As former President Barack Obama’s final term slowly approached its end, tensions at the Standing Rock Indian Reservation, in Nebraska and elsewhere remained at a low simmer. The administration had successfully blocked completion of both the Keystone XL and Dakota Access Pipeline, but the incoming Donald Trump administration had spent months making the oil infrastructure projects a top campaign issue. That push became reality just four days after inauguration, as President Trump signed a pair of executive orders aimed at reviving and expediting construction of the controversial pipeline projects.
Executive Action
While many headlines have described the executive orders as a “green light” for construction – suggesting that the projects now have a clear path to completion – the truth is more nuanced. The Keystone XL executive order primarily serves to encourage TransCanada, the Canadian energy company heading the pipeline project, to resubmit its cross-border permit application for review. The order also mandates that the State Department “take all actions necessary and appropriate to facilitate its expeditious review.”
The order pertaining to the Dakota Pipeline, meanwhile, is more ambiguous in its intent. The executive action empowers the U.S. Army Corps of Engineers, and in particular the Commanding General and Chief of Engineers, to “take all actions necessary and appropriate” to review and approve all requests and regulatory issues necessary in order to complete the project quickly. This, again, is not an explicit green light to go ahead with the project, but it’s unmistakably a major shift in approach.

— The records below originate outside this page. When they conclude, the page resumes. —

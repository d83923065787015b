use std::borrow::Cow;

use serde::{Deserialize, Serialize};
use types::GridCoord;

use super::{Planner, PlannerView};
use crate::search::{a_star, bfs, dfs, greedy, ucs, CostModel, Heuristic, SearchOutcome};

#[derive(Debug, Clone, Copy, PartialEq, Eq, Serialize, Deserialize)]
#[serde(rename_all = "kebab-case")]
/// The uninformed and informed path searches a [SearchPlanner] can run
pub enum SearchAlgorithm {
    #[allow(missing_docs)]
    Bfs,
    #[allow(missing_docs)]
    Dfs,
    #[allow(missing_docs)]
    Ucs,
    #[allow(missing_docs)]
    AStar,
}

impl SearchAlgorithm {
    #[allow(missing_docs)]
    pub fn name(&self) -> &'static str {
        match self {
            SearchAlgorithm::Bfs => "bfs",
            SearchAlgorithm::Dfs => "dfs",
            SearchAlgorithm::Ucs => "ucs",
            SearchAlgorithm::AStar => "astar",
        }
    }
}

#[derive(Debug, Clone, Copy, PartialEq, Eq, Serialize, Deserialize)]
/// Tuning for the cost aware searches
///
/// The defaults (as implemented by [Default]) are as follows:
/// ```
/// use maze_agents::{planner::SearchOptions, search::{CostModel, Heuristic}};
///
/// let defaults = SearchOptions::default();
///
/// assert_eq!(defaults.cost_model, CostModel::CostSensitive);
/// assert_eq!(defaults.heuristic, Heuristic::Manhattan);
/// ```
pub struct SearchOptions {
    /// Used by UCS and A*
    pub cost_model: CostModel,
    /// Only used by A*
    pub heuristic: Heuristic,
}

impl Default for SearchOptions {
    fn default() -> Self {
        Self {
            cost_model: CostModel::default(),
            heuristic: Heuristic::Manhattan,
        }
    }
}

/// The goals to search for: the ones handed to the planner, or every goal cell of the maze when
/// there are none
fn targets<'a>(view: &'a PlannerView) -> Cow<'a, [GridCoord]> {
    if view.goals.is_empty() {
        Cow::Owned(view.walkability.goal_locations())
    } else {
        Cow::Borrowed(view.goals)
    }
}

#[derive(Debug, Clone, Copy)]
/// Plans a full path to the closest goal with one of the [SearchAlgorithm]s
pub struct SearchPlanner {
    algorithm: SearchAlgorithm,
    options: SearchOptions,
}

impl SearchPlanner {
    #[allow(missing_docs)]
    pub fn new(algorithm: SearchAlgorithm, options: SearchOptions) -> Self {
        Self { algorithm, options }
    }
}

impl Planner for SearchPlanner {
    fn name(&self) -> &'static str {
        self.algorithm.name()
    }

    fn plan(&mut self, position: GridCoord, view: &PlannerView) -> Option<SearchOutcome> {
        let goals = targets(view);
        let w = view.walkability;
        let SearchOptions {
            cost_model,
            heuristic,
        } = self.options;

        match self.algorithm {
            SearchAlgorithm::Bfs => bfs(w, position, &goals),
            SearchAlgorithm::Dfs => dfs(w, position, &goals),
            SearchAlgorithm::Ucs => ucs(w, position, &goals, cost_model),
            SearchAlgorithm::AStar => a_star(w, position, &goals, cost_model, heuristic),
        }
    }
}

#[derive(Debug, Clone, Copy, Default)]
/// Walks to whichever goal is closest as the crow flies, see [greedy]
pub struct GreedyPlanner;

impl Planner for GreedyPlanner {
    fn name(&self) -> &'static str {
        "greedy"
    }

    fn plan(&mut self, position: GridCoord, view: &PlannerView) -> Option<SearchOutcome> {
        greedy(view.walkability, position, &targets(view))
    }
}

#[derive(Debug, Clone, Copy, Default)]
/// An enemy that runs straight at the main agent along the shortest path
pub struct ChaserPlanner;

impl Planner for ChaserPlanner {
    fn name(&self) -> &'static str {
        "chaser"
    }

    fn plan(&mut self, position: GridCoord, view: &PlannerView) -> Option<SearchOutcome> {
        let prey = view.state?.main;
        bfs(view.walkability, position, &[prey])
    }
}

#[cfg(test)]
mod tests {
    use super::*;
    use crate::planner::test_view::*;
    use crate::search::path_cost;

    #[test]
    fn test_every_algorithm_reaches_the_goal() {
        let loaded = small();
        let view = PlannerView {
            walkability: &loaded.walkability,
            goals: &loaded.goals,
            state: None,
        };

        for algorithm in [
            SearchAlgorithm::Bfs,
            SearchAlgorithm::Dfs,
            SearchAlgorithm::Ucs,
            SearchAlgorithm::AStar,
        ] {
            let mut planner = SearchPlanner::new(algorithm, SearchOptions::default());
            let outcome = planner.plan(loaded.start, &view).unwrap();

            assert_eq!(outcome.path.first(), Some(&loaded.start), "{}", planner.name());
            assert_eq!(outcome.target(), Some(GridCoord::new(1, 7)), "{}", planner.name());
        }
    }

    #[test]
    fn test_falls_back_to_the_goal_cells() {
        let loaded = small();
        let view = PlannerView {
            walkability: &loaded.walkability,
            goals: &[],
            state: None,
        };

        let outcome = SearchPlanner::new(SearchAlgorithm::Bfs, SearchOptions::default())
            .plan(loaded.start, &view)
            .unwrap();
        assert_eq!(outcome.target(), Some(GridCoord::new(1, 7)));
    }

    #[test]
    fn test_cost_model_is_passed_through() {
        let loaded = slow();
        let view = PlannerView {
            walkability: &loaded.walkability,
            goals: &loaded.goals,
            state: None,
        };

        let outcome = SearchPlanner::new(
            SearchAlgorithm::Ucs,
            SearchOptions {
                cost_model: CostModel::CostSensitive,
                ..Default::default()
            },
        )
        .plan(loaded.start, &view)
        .unwrap();
        assert_eq!(
            path_cost(&loaded.walkability, &outcome.path, CostModel::CostSensitive),
            10
        );
    }

    #[test]
    fn test_greedy_planner() {
        let loaded = filled();
        let view = PlannerView {
            walkability: &loaded.walkability,
            goals: &loaded.goals,
            state: None,
        };

        let outcome = GreedyPlanner.plan(loaded.start, &view).unwrap();
        assert_eq!(outcome.path, vec![GridCoord::new(3, 1), GridCoord::new(3, 2)]);
    }

    #[test]
    fn test_chaser_needs_a_state() {
        let loaded = arena();
        let enemy = loaded.state.enemies[0];

        let without_state = PlannerView {
            walkability: &loaded.walkability,
            goals: &loaded.goals,
            state: None,
        };
        assert!(ChaserPlanner.plan(enemy, &without_state).is_none());

        let view = PlannerView {
            state: Some(&loaded.state),
            ..without_state
        };
        let outcome = ChaserPlanner.plan(enemy, &view).unwrap();
        assert_eq!(outcome.path.first(), Some(&enemy));
        assert_eq!(outcome.target(), Some(loaded.start));
    }
}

With these executive orders signed and rolling into action, both projects are likely to once again shift into high gear in the near future. Let’s take a look at where each pipeline currently stands and what issues may yet lie ahead for the controversial initiatives.
Keystone XL
Currently standing at approximately 40 percent completion, the massive 1,179-mile Keystone XL pipeline is intended to transport oil from the oilfield at the Athabasca oil sands south to Steele City, Nebraska. The U.S. portion of the project has languished in legal purgatory for most of its lifetime. Little progress has been made since efforts began to build the portion of the pipeline that crosses into the United States. President Trump’s suggestion that the necessary permits should be submitted and reviewed expeditiously should be viewed as a real step forward, but much remains to be done before the pipeline is completed.
The first potential hurdle comes in the form of the State Department. After denying the pipeline permit under President Obama on the grounds that the pipeline would not serve the national interest, the State Department now must construct a valid argument for reversing its course and approving the permit. Any decision to approve is sure to be met by protests and lawsuits from environmentalist groups. Further complicating the outlook is the fact that President Trump has hinted at his desire to negotiate a deal with TransCanada that better serves the United States – in particular, requiring the Canadian company to use U.S. steel in constructing the pipeline.
The Dakota Access Pipeline
While the Keystone XL in its current state is more plan than reality, the 1,172-mile Dakota Access Pipeline is just 1,100 feet from completion. Beginning in the Bakken shale oilfield in northwestern North Dakota and winding southeastward through parts of South Dakota and Iowa, the project eventually terminates at a large oil tank farm near Patoka, Illinois. The unfinished portion of the pipeline, which would run under the Missouri River near the Standing Rock Reservation in south-central North Dakota, has garnered tremendous resistance from both members of the reservation and concerned outsiders. Alternative routes, too, were shut down due to concerns over contamination of the local water supply. Though Trump’s executive order does not directly approve the final construction, it does provide several options for pushing the project forward.
The first is a continuation of the ongoing Environmental Impact Statement process, during which the Army Corps of Engineers would review the proposed route options to determine their viability and potential impacts. Alternatively, the Corps of Engineers may opt to scrap the current environmental review and instead proceed under the previously issued reviews and permits. This would allow construction to move forward almost immediately. Finally, newly-minted Secretary of Defense James Mattis could issue a Secretarial Decision that effectively terminates the review processes and allows the project to proceed at once.
An Organized Backlash
Along with legal issues and bureaucratic red tape, both the Keystone XL and Dakota Access Pipeline will surely face public outcry as the projects again prepare to push forward. Groups such as the Indigenous Environmental Network (IEN) have already called for an organized resistance, promising “massive mobilization and civil disobedience on a scale never seen of a newly seated president of the United States.” Nebraska landowners threatened by the Keystone XL and its use of eminent domain, too, have begun gearing up for another round of protests and legal battles. They have, however, offered a potential compromise as well: moving the route of the Keystone XL such that it follows the existing Keystone pipeline in eastern Nebraska.
The Keystone XL and Dakota Access Pipeline projects have become flashpoints in the American political process. While many people both locally and nationally have strongly – and vocally – opposed both initiatives, Donald Trump was swept into the Presidency in part on his pledge to renew the projects and see them through to completion. That process was officially kickstarted by Trump’s executive orders, but the road ahead remains as uncertain as ever.